GESÙ
NON HA ESCLUSO LE DONNE NÉ "ORDINATO" GLI UOMINI
del
Gruppo Donne della Comunità di base di San Paolo
Dal
dibattito che abbiamo svolto come Gruppo Donne sui temi propostici da Adista
sono scaturite varie indicazioni sul sacerdozio femminile, alcune contrastanti,
altre concordi. Tralasciamo di riferire, per motivi di spazio, la parte storica
del nostro approccio all'argomento, che pure è stata molto minuziosa e ricca.
Siamo partite da alcune considerazioni di base. Gesù era un ebreo di Galilea.
Nella religione ebraica non esistevano dogmi e Gesù non vi ha mai accennato.
Egli ha restituito alla donna un ruolo di parità con gli uomini, a partire dal
rapporto che aveva con le sue discepole. Non ha mai parlato di sacerdozio: non
ce n'è traccia in nessuno dei vangeli. Non ha mai voluto istituire una
"Chiesa". La sua predicazione ed i suoi atteggiamenti erano totalmente
laici. Non aveva una pietra dove appoggiare il capo per dormire e viveva grazie
all'aiuto delle sue discepole che lo ospitavano e lo nutrivano. Gesù ha
rovesciato i tavoli dei mercanti nel tempio, indicando che nei luoghi del
Signore non si commercia. Nello spezzare e condividere il pane con i commensali,
tra cui c'erano sicuramente anche le donne che avevano preparato la cena e che
andavano e venivano, ha detto di fare altrettanto in sua memoria: un invito a
fare la scelta degli ultimi come Lui ha fatto, non ad istituire una casta.
Quello che è certo è che nell'ultima cena non ha assolutamente ordinato
sacerdoti i dodici.
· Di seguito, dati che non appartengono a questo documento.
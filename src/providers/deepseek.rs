use std::time::Duration;

use async_trait::async_trait;
use log::{debug, error};
use reqwest::Client;
use serde::{Deserialize, Serialize};

use crate::errors::RewriteError;
use crate::providers::RewriteProvider;

/// Prompt template for dialect rewriting. The service must keep sequence
/// numbers, timecodes, tags and line structure intact and replace only the
/// text content.
const PROMPT_TEMPLATE: &str = "你是专业字幕改写器，任务是把字幕改写成{dialect}。请严格遵守：
1. 保留原先的序号、时间轴（例如 00:00:22,699 --> 00:00:24,533）、HTML 标签（例如 <b>…</b>）和行结构，只替换文字内容。
2. 输出必须自然顺畅，保持语气词和口语表达。
3. 标点和空白需沿用原文；若原行为空或只有标签，保持原样。
4. 输出只包含改写后的字幕内容，不要附加解释或任何额外文字。

需要改写的完整字幕如下：
{subtitle_text}
";

/// DeepSeek client speaking the OpenAI-compatible chat completions API
#[derive(Debug)]
pub struct DeepSeek {
    /// HTTP client for API requests
    client: Client,
    /// API key for authentication
    api_key: String,
    /// API endpoint URL
    endpoint: String,
    /// Model name
    model: String,
}

/// Chat message object
#[derive(Debug, Clone, Serialize, Deserialize)]
pub struct ChatMessage {
    /// Role of the message sender (system, user, assistant)
    pub role: String,
    /// Content of the message
    pub content: String,
}

/// Chat completion request
#[derive(Debug, Serialize)]
struct ChatRequest {
    /// Model name to use
    model: String,
    /// Messages of the conversation
    messages: Vec<ChatMessage>,
    /// Temperature for generation
    temperature: f32,
    /// Whether to stream the response
    stream: bool,
}

/// Chat completion response
#[derive(Debug, Deserialize)]
struct ChatResponse {
    /// Completion choices
    choices: Vec<ChatChoice>,
}

/// Individual completion choice
#[derive(Debug, Deserialize)]
struct ChatChoice {
    /// Response message
    message: ChatMessage,
}

impl DeepSeek {
    /// Create a new DeepSeek client
    pub fn new(
        api_key: impl Into<String>,
        endpoint: impl Into<String>,
        model: impl Into<String>,
        timeout_secs: u64,
    ) -> Self {
        DeepSeek {
            client: Client::builder()
                .timeout(Duration::from_secs(timeout_secs))
                .build()
                .unwrap_or_default(),
            api_key: api_key.into(),
            endpoint: endpoint.into(),
            model: model.into(),
        }
    }

    fn api_url(&self) -> String {
        format!("{}/chat/completions", self.endpoint.trim_end_matches('/'))
    }
}

#[async_trait]
impl RewriteProvider for DeepSeek {
    async fn rewrite(&self, subtitle_text: &str, target_dialect: &str) -> Result<String, RewriteError> {
        let prompt = PROMPT_TEMPLATE
            .replace("{dialect}", target_dialect)
            .replace("{subtitle_text}", subtitle_text);

        let request = ChatRequest {
            model: self.model.clone(),
            messages: vec![
                ChatMessage {
                    role: "system".to_string(),
                    content: "You are a professional subtitle rewriter.".to_string(),
                },
                ChatMessage {
                    role: "user".to_string(),
                    content: prompt,
                },
            ],
            temperature: 0.2,
            stream: false,
        };

        debug!("Sending rewrite request to {} ({} chars)", self.api_url(), subtitle_text.len());

        let response = self
            .client
            .post(self.api_url())
            .header("Content-Type", "application/json")
            .bearer_auth(&self.api_key)
            .json(&request)
            .send()
            .await
            .map_err(|e| RewriteError::RequestFailed(format!("Failed to send request: {}", e)))?;

        let status = response.status();
        if !status.is_success() {
            let error_text = response
                .text()
                .await
                .unwrap_or_else(|_| "Failed to get error response text".to_string());
            error!("DeepSeek API error ({}): {}", status, error_text);
            return Err(RewriteError::RequestFailed(format!("API error ({}): {}", status, error_text)));
        }

        let chat_response: ChatResponse = response
            .json()
            .await
            .map_err(|e| RewriteError::RequestFailed(format!("Failed to parse response: {}", e)))?;

        let content = chat_response
            .choices
            .first()
            .map(|choice| choice.message.content.trim().to_string())
            .unwrap_or_default();

        if content.is_empty() {
            return Err(RewriteError::EmptyResponse);
        }

        Ok(content)
    }
}
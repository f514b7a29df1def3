use axum::{
    extract::{Path, State},
    http::StatusCode,
    response::{IntoResponse, Response},
    routing::get,
    Json, Router,
};
use chrono::{DateTime, Utc};
use serde::Serialize;
use tracing::error;
use utoipa::ToSchema;
use vsx_service::{ExtensionDetail, ExtensionVersions, ServiceError};
use crate::AppState;

/// 扩展版本响应
#[derive(Debug, Serialize, ToSchema)]
#[serde(rename_all = "camelCase")]
pub struct ExtensionJson {
    pub namespace: String,
    pub name: String,
    pub version: String,

    #[serde(skip_serializing_if = "Option::is_none")]
    pub display_name: Option<String>,

    #[serde(skip_serializing_if = "Option::is_none")]
    pub description: Option<String>,

    #[serde(skip_serializing_if = "Option::is_none")]
    pub timestamp: Option<DateTime<Utc>>,

    /// 从新到旧
    pub all_versions: Vec<String>,
}

impl From<ExtensionDetail> for ExtensionJson {
    fn from(detail: ExtensionDetail) -> Self {
        Self {
            namespace: detail.extension.namespace.name,
            name: detail.extension.name,
            version: detail.version.version,
            display_name: detail.version.display_name,
            description: detail.version.description,
            timestamp: detail.version.timestamp,
            all_versions: detail.all_versions,
        }
    }
}

/// 版本列表响应
#[derive(Debug, Serialize, ToSchema)]
pub struct VersionListJson {
    pub namespace: String,
    pub name: String,
    pub versions: Vec<String>,
}

impl From<ExtensionVersions> for VersionListJson {
    fn from(listed: ExtensionVersions) -> Self {
        Self {
            namespace: listed.extension.namespace.name,
            name: listed.extension.name,
            versions: listed.versions.into_iter().map(|v| v.version).collect(),
        }
    }
}

/// 注册表只读路由
pub fn registry_routes() -> Router<AppState> {
    Router::new()
        .route("/api/:namespace/:extension", get(get_latest_extension))
        .route("/api/:namespace/:extension/versions", get(list_extension_versions))
        .route("/api/:namespace/:extension/:version", get(get_extension_version))
}

fn internal_error(err: ServiceError) -> StatusCode {
    error!(error = %err, "Registry lookup failed");
    StatusCode::INTERNAL_SERVER_ERROR
}

/// 获取扩展最新版本
/// GET /api/{namespace}/{extension}
#[utoipa::path(
    get,
    path = "/api/{namespace}/{extension}",
    params(
        ("namespace" = String, Path, description = "命名空间名（不区分大小写）"),
        ("extension" = String, Path, description = "扩展名（不区分大小写）"),
    ),
    responses(
        (status = 200, description = "最新版本", body = ExtensionJson),
        (status = 404, description = "扩展不存在或没有版本"),
    ),
    tag = "extensions"
)]
pub async fn get_latest_extension(
    State(state): State<AppState>,
    Path((namespace, extension)): Path<(String, String)>,
) -> Result<Response, StatusCode> {
    match state.version_service.get_detail(&namespace, &extension, None).await {
        Ok(Some(detail)) => Ok(Json(ExtensionJson::from(detail)).into_response()),
        Ok(None) => Err(StatusCode::NOT_FOUND),
        Err(e) => Err(internal_error(e)),
    }
}

/// 获取扩展指定版本
/// GET /api/{namespace}/{extension}/{version}
#[utoipa::path(
    get,
    path = "/api/{namespace}/{extension}/{version}",
    params(
        ("namespace" = String, Path, description = "命名空间名（不区分大小写）"),
        ("extension" = String, Path, description = "扩展名（不区分大小写）"),
        ("version" = String, Path, description = "版本号（区分大小写）"),
    ),
    responses(
        (status = 200, description = "指定版本", body = ExtensionJson),
        (status = 404, description = "扩展或版本不存在"),
    ),
    tag = "extensions"
)]
pub async fn get_extension_version(
    State(state): State<AppState>,
    Path((namespace, extension, version)): Path<(String, String, String)>,
) -> Result<Response, StatusCode> {
    match state
        .version_service
        .get_detail(&namespace, &extension, Some(&version))
        .await
    {
        Ok(Some(detail)) => Ok(Json(ExtensionJson::from(detail)).into_response()),
        Ok(None) => Err(StatusCode::NOT_FOUND),
        Err(e) => Err(internal_error(e)),
    }
}

/// 列出扩展的所有版本
/// GET /api/{namespace}/{extension}/versions
#[utoipa::path(
    get,
    path = "/api/{namespace}/{extension}/versions",
    params(
        ("namespace" = String, Path, description = "命名空间名（不区分大小写）"),
        ("extension" = String, Path, description = "扩展名（不区分大小写）"),
    ),
    responses(
        (status = 200, description = "版本列表（从新到旧）", body = VersionListJson),
        (status = 404, description = "扩展不存在"),
    ),
    tag = "extensions"
)]
pub async fn list_extension_versions(
    State(state): State<AppState>,
    Path((namespace, extension)): Path<(String, String)>,
) -> Result<Response, StatusCode> {
    match state.version_service.list_versions(&namespace, &extension).await {
        Ok(Some(listed)) => Ok(Json(VersionListJson::from(listed)).into_response()),
        Ok(None) => Err(StatusCode::NOT_FOUND),
        Err(e) => Err(internal_error(e)),
    }
}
Le sue parole sono state chiare: "Non sono venuto a
giudicare, ma a servire ".
Per tutto questo la gerarchia ecclesiastica che risiede in Vaticano non può
definirsi "cristiana". Il sacerdozio così come è costituito non ha
ragione di essere né per gli uomini, né per le donne. Al contrario, hanno
ragione di esistere i carismi e i ministeri. Dice Paolo, nella I lettera ai
Corinzi: "a uno viene concesso dallo Spirito il linguaggio della sapienza;
a un altro invece…". Ma, anche qui, facciamo attenzione! Questi doni non
sono dati alle stesse persone per sempre. Se è vero che esistono
delle doti naturali, molte volte queste non emergono per condizionamenti
sociali, paure, pregiudizi. E allora è compito di tutti aiutare le persone a
credere nelle proprie capacità e a manifestarle. Per quanto tempo noi donne non
abbiamo osato parlare? E non avevamo forse delle cose da dire? Mentre chi ha
sempre potuto esercitare i propri carismi, potrebbe qualche volta farsi da
parte, considerando il suo solo un servizio per la comunità.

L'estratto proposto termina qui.